● **Aim of the exercise**
Scan the lines below for the string "UserId". Reply with how many match, and no other words.

● **Source data**
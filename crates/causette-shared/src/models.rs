//! Domain documents exchanged with the backend document store.
//!
//! Every struct derives `Serialize` and `Deserialize` with camelCase field
//! names so it maps one-to-one onto the stored document shape.

use chrono::{DateTime, Utc};
use serde::{Deserialize, Serialize};

use crate::types::{ConversationId, UserId};

// ---------------------------------------------------------------------------
// User
// ---------------------------------------------------------------------------

/// A document in the `users` collection.
///
/// Created at registration with the identity fields; the profile fields are
/// filled in from the settings screen and merged on update.
#[derive(Debug, Clone, Serialize, Deserialize, PartialEq, Eq)]
#[serde(rename_all = "camelCase")]
pub struct UserRecord {
    /// Opaque id assigned by the identity provider.
    pub id: UserId,
    pub email: String,
    pub display_name: String,
    pub first_name: Option<String>,
    pub last_name: Option<String>,
    pub phone: Option<String>,
    pub bio: Option<String>,
    pub avatar_url: Option<String>,
    pub notifications_enabled: bool,
    pub privacy_enabled: bool,
    pub google_linked: bool,
    pub facebook_linked: bool,
    pub created_at: DateTime<Utc>,
    /// Stamped on every profile update, absent until the first one.
    pub updated_at: Option<DateTime<Utc>>,
}

impl UserRecord {
    /// Fresh record as created at registration time.
    pub fn new(id: UserId, email: impl Into<String>, display_name: impl Into<String>) -> Self {
        Self {
            id,
            email: email.into(),
            display_name: display_name.into(),
            first_name: None,
            last_name: None,
            phone: None,
            bio: None,
            avatar_url: None,
            notifications_enabled: true,
            privacy_enabled: false,
            google_linked: false,
            facebook_linked: false,
            created_at: Utc::now(),
            updated_at: None,
        }
    }
}

// ---------------------------------------------------------------------------
// Conversation
// ---------------------------------------------------------------------------

/// A document in the `conversations` collection.
///
/// Created lazily on the first send between a pair of users, its preview
/// fields updated on every subsequent send, never deleted by the client.
#[derive(Debug, Clone, Serialize, Deserialize, PartialEq, Eq)]
#[serde(rename_all = "camelCase")]
pub struct Conversation {
    pub id: ConversationId,
    pub participants: Vec<UserId>,
    /// Display name for group conversations; two-party conversations are
    /// labelled from the participant list instead.
    pub name: Option<String>,
    pub last_message: Option<String>,
    pub last_message_at: Option<DateTime<Utc>>,
}

impl Conversation {
    /// Two-party conversation under the canonical derived identity.
    pub fn direct(a: &UserId, b: &UserId) -> Self {
        let id = ConversationId::between(a, b);
        let mut participants = vec![a.clone(), b.clone()];
        participants.sort();
        Self {
            id,
            participants,
            name: None,
            last_message: None,
            last_message_at: None,
        }
    }

    /// Named group conversation under a fresh identity.
    pub fn group(name: impl Into<String>, participants: Vec<UserId>) -> Self {
        Self {
            id: ConversationId::group(),
            participants,
            name: Some(name.into()),
            last_message: None,
            last_message_at: None,
        }
    }

    pub fn involves(&self, user: &UserId) -> bool {
        self.participants.contains(user)
    }
}

// ---------------------------------------------------------------------------
// Message
// ---------------------------------------------------------------------------

/// A persisted document in the `messages` collection.
///
/// The id is assigned by the backend; client-side optimistic entries carry a
/// pending id until this shape is observed through the subscription.
#[derive(Debug, Clone, Serialize, Deserialize, PartialEq, Eq)]
#[serde(rename_all = "camelCase")]
pub struct Message {
    pub id: String,
    pub conversation_id: ConversationId,
    pub sender_id: UserId,
    pub text: String,
    /// Ordering key, seconds resolution.
    pub created_at: DateTime<Utc>,
    pub read: bool,
}

/// Payload for persisting a new message. The backend assigns id and
/// creation timestamp.
#[derive(Debug, Clone, Serialize, Deserialize, PartialEq, Eq)]
#[serde(rename_all = "camelCase")]
pub struct MessageDraft {
    pub conversation_id: ConversationId,
    pub sender_id: UserId,
    pub text: String,
}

● **Solution**
9